- _PROBLEM DESCRIPTION_:
Provide only the number of lines in the records below that include "grace".

- _RECORDS FOR THE EXERCISE_:
□ □ □ □ □ □ □
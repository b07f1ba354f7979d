// Copyright (C) 2025 Ryan Daum <ryan.daum@gmail.com> This program is free
// software: you can redistribute it and/or modify it under the terms of the GNU
// General Public License as published by the Free Software Foundation, version
// 3.
//
// This program is distributed in the hope that it will be useful, but WITHOUT
// ANY WARRANTY; without even the implied warranty of MERCHANTABILITY or FITNESS
// FOR A PARTICULAR PURPOSE. See the GNU General Public License for more details.
//
// You should have received a copy of the GNU General Public License along with
// this program. If not, see <https://www.gnu.org/licenses/>.
//

pub use codec::{DEFAULT_MAX_MESSAGE_BYTES, Frame, Inbound, MessageCodec, ServerEvent};
pub use error::CodecError;
pub use protocol::{
    BinaryHeader, ClientMessage, ClipboardContent, ClipboardKind, ClipboardMessage, ConnectionId,
    PayloadTransport, ServerMessage,
};

pub mod codec;
mod error;
pub mod protocol;
pub mod tracing;
// Copyright (C) 2025 Ryan Daum <ryan.daum@gmail.com> This program is free
// software: you can redistribute it and/or modify it under the terms of the GNU
// General Public License as published by the Free Software Foundation, version
// 3.
//
// This program is distributed in the hope that it will be useful, but WITHOUT
// ANY WARRANTY; without even the implied warranty of MERCHANTABILITY or FITNESS
// FOR A PARTICULAR PURPOSE. See the GNU General Public License for more details.
//
// You should have received a copy of the GNU General Public License along with
// this program. If not, see <https://www.gnu.org/licenses/>.
//

use crate::host::{
    credentials::CredentialStore,
    guard::{AbuseGuard, GuardConfig, Rejection},
    registry::ConnectionRegistry,
    ws_connection::WebSocketConnection,
};
use axum::{
    Json, Router,
    extract::{ConnectInfo, State, WebSocketUpgrade, ws::WebSocket},
    http::StatusCode,
    response::{IntoResponse, Response},
    routing::get,
};
use clipsync_common::{DEFAULT_MAX_MESSAGE_BYTES, MessageCodec};
use serde_json::json;
use std::{net::SocketAddr, sync::Arc, time::Duration};
use tokio::select;
use tokio_util::{sync::CancellationToken, task::TaskTracker};
use tower_http::trace::TraceLayer;
use tracing::{debug, info, warn};

const JANITOR_INTERVAL: Duration = Duration::from_secs(60);

#[derive(Debug, Clone, PartialEq, Eq)]
pub struct RelayConfig {
    pub listen_address: SocketAddr,
    pub max_message_bytes: usize,
    pub auth_timeout: Duration,
    pub max_auth_attempts: u32,
    pub idle_timeout: Duration,
    pub write_timeout: Duration,
    pub outbound_queue_depth: usize,
    pub max_malformed_frames: u32,
    pub guard: GuardConfig,
}

impl Default for RelayConfig {
    fn default() -> Self {
        Self {
            listen_address: SocketAddr::from(([0, 0, 0, 0], 8765)),
            max_message_bytes: DEFAULT_MAX_MESSAGE_BYTES,
            auth_timeout: Duration::from_secs(30),
            max_auth_attempts: 3,
            idle_timeout: Duration::from_secs(300),
            write_timeout: Duration::from_secs(10),
            outbound_queue_depth: 64,
            max_malformed_frames: 3,
            guard: GuardConfig::default(),
        }
    }
}

impl RelayConfig {
    /// Frames past this size are dropped by the transport itself. Anything between the
    /// configured limit and this ceiling reaches the codec and is answered with an error.
    pub fn transport_frame_ceiling(&self) -> usize {
        self.max_message_bytes.saturating_mul(2)
    }
}

/// Shared state behind every route: credentials, abuse tracking and the live connection set.
#[derive(Clone)]
pub struct SyncBroker {
    config: Arc<RelayConfig>,
    credentials: Arc<CredentialStore>,
    guard: Arc<AbuseGuard>,
    registry: Arc<ConnectionRegistry>,
    codec: MessageCodec,
    shutdown: CancellationToken,
    connections: TaskTracker,
}

impl SyncBroker {
    pub fn new(config: RelayConfig, credentials: Arc<CredentialStore>) -> Self {
        let guard = AbuseGuard::new(config.guard.clone());
        let codec = MessageCodec::new(config.max_message_bytes);
        Self {
            config: Arc::new(config),
            credentials,
            guard: Arc::new(guard),
            registry: Arc::new(ConnectionRegistry::new()),
            codec,
            shutdown: CancellationToken::new(),
            connections: TaskTracker::new(),
        }
    }

    pub fn config(&self) -> &RelayConfig {
        &self.config
    }

    pub fn credentials(&self) -> &Arc<CredentialStore> {
        &self.credentials
    }

    pub fn guard(&self) -> &AbuseGuard {
        &self.guard
    }

    pub fn registry(&self) -> &ConnectionRegistry {
        &self.registry
    }

    pub fn codec(&self) -> MessageCodec {
        self.codec
    }

    pub fn shutdown_token(&self) -> CancellationToken {
        self.shutdown.clone()
    }

    /// Stop accepting work and close every live connection.
    pub fn shutdown(&self) {
        self.shutdown.cancel();
        self.connections.close();
        let closed = self.registry.close_all();
        if closed > 0 {
            info!(closed, "Closed live connections");
        }
    }

    /// Wait for connection tasks to finish after [`Self::shutdown`]. Returns false if `grace`
    /// ran out first.
    pub async fn drain(&self, grace: Duration) -> bool {
        self.connections.close();
        tokio::time::timeout(grace, self.connections.wait())
            .await
            .is_ok()
    }

    /// Periodically forget expired blocks and stale rate windows.
    pub async fn run_janitor(self) {
        let mut interval = tokio::time::interval(JANITOR_INTERVAL);
        loop {
            select! {
                _ = self.shutdown.cancelled() => break,
                _ = interval.tick() => {
                    let pruned = self.guard.prune();
                    if pruned > 0 {
                        debug!(pruned, tracked = self.guard.tracked_addresses(), "Pruned abuse records");
                    }
                }
            }
        }
    }

    pub(crate) async fn handle_socket(&self, socket: WebSocket, peer_addr: SocketAddr) {
        let connection = WebSocketConnection::new(self.clone(), peer_addr);
        self.connections
            .track_future(connection.run(socket))
            .await;
    }
}

/// WebSocket upgrade handler. Throttled and blocked addresses are refused before the upgrade.
pub async fn ws_handler(
    ws: WebSocketUpgrade,
    ConnectInfo(addr): ConnectInfo<SocketAddr>,
    State(broker): State<SyncBroker>,
) -> Response {
    if broker.shutdown.is_cancelled() {
        return StatusCode::SERVICE_UNAVAILABLE.into_response();
    }
    if let Err(rejection) = broker.guard.admit_connection(addr.ip()) {
        warn!(peer_addr = ?addr, %rejection, "Refusing connection");
        let status = match rejection {
            Rejection::Blocked { .. } => StatusCode::FORBIDDEN,
            Rejection::TooManyConnections => StatusCode::TOO_MANY_REQUESTS,
        };
        return (status, rejection.to_string()).into_response();
    }
    debug!(peer_addr = ?addr, "Upgrading connection");

    let ceiling = broker.config.transport_frame_ceiling();
    ws.max_message_size(ceiling)
        .max_frame_size(ceiling)
        .on_upgrade(move |socket| async move { broker.handle_socket(socket, addr).await })
}

pub async fn health_handler(State(broker): State<SyncBroker>) -> Json<serde_json::Value> {
    Json(json!({
        "status": "ok",
        "connections": broker.registry.count(),
    }))
}

pub fn mk_routes(broker: SyncBroker) -> Router {
    Router::new()
        .route("/", get(ws_handler))
        .route("/ws", get(ws_handler))
        .route("/health", get(health_handler))
        .layer(TraceLayer::new_for_http())
        .with_state(broker)
}

#[cfg(test)]
mod tests {
    use super::*;
    use crate::host::{CredentialSource, HashingParams};
    use pretty_assertions::assert_eq;

    fn broker() -> SyncBroker {
        let credentials = CredentialStore::load(
            &[CredentialSource::Static(vec![("alice".into(), "pw".into())])],
            HashingParams::new(1024, 1),
        )
        .unwrap();
        SyncBroker::new(RelayConfig::default(), Arc::new(credentials))
    }

    #[tokio::test]
    async fn test_health_reports_connections() {
        let broker = broker();
        let Json(body) = health_handler(State(broker)).await;
        assert_eq!(body, json!({"status": "ok", "connections": 0}));
    }

    #[tokio::test]
    async fn test_shutdown_is_idempotent_and_drains() {
        let broker = broker();
        broker.shutdown();
        broker.shutdown();
        assert!(broker.shutdown_token().is_cancelled());
        assert!(broker.drain(Duration::from_millis(100)).await);
    }

    #[tokio::test]
    async fn test_janitor_stops_on_shutdown() {
        let broker = broker();
        let janitor = tokio::spawn(broker.clone().run_janitor());
        broker.shutdown();
        tokio::time::timeout(Duration::from_secs(1), janitor)
            .await
            .unwrap()
            .unwrap();
    }

    #[test]
    fn test_transport_ceiling_above_limit() {
        let config = RelayConfig::default();
        assert!(config.transport_frame_ceiling() > config.max_message_bytes);
    }
}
□ □ □ □ □ □ □
- _OUTPUT BELOW_:
3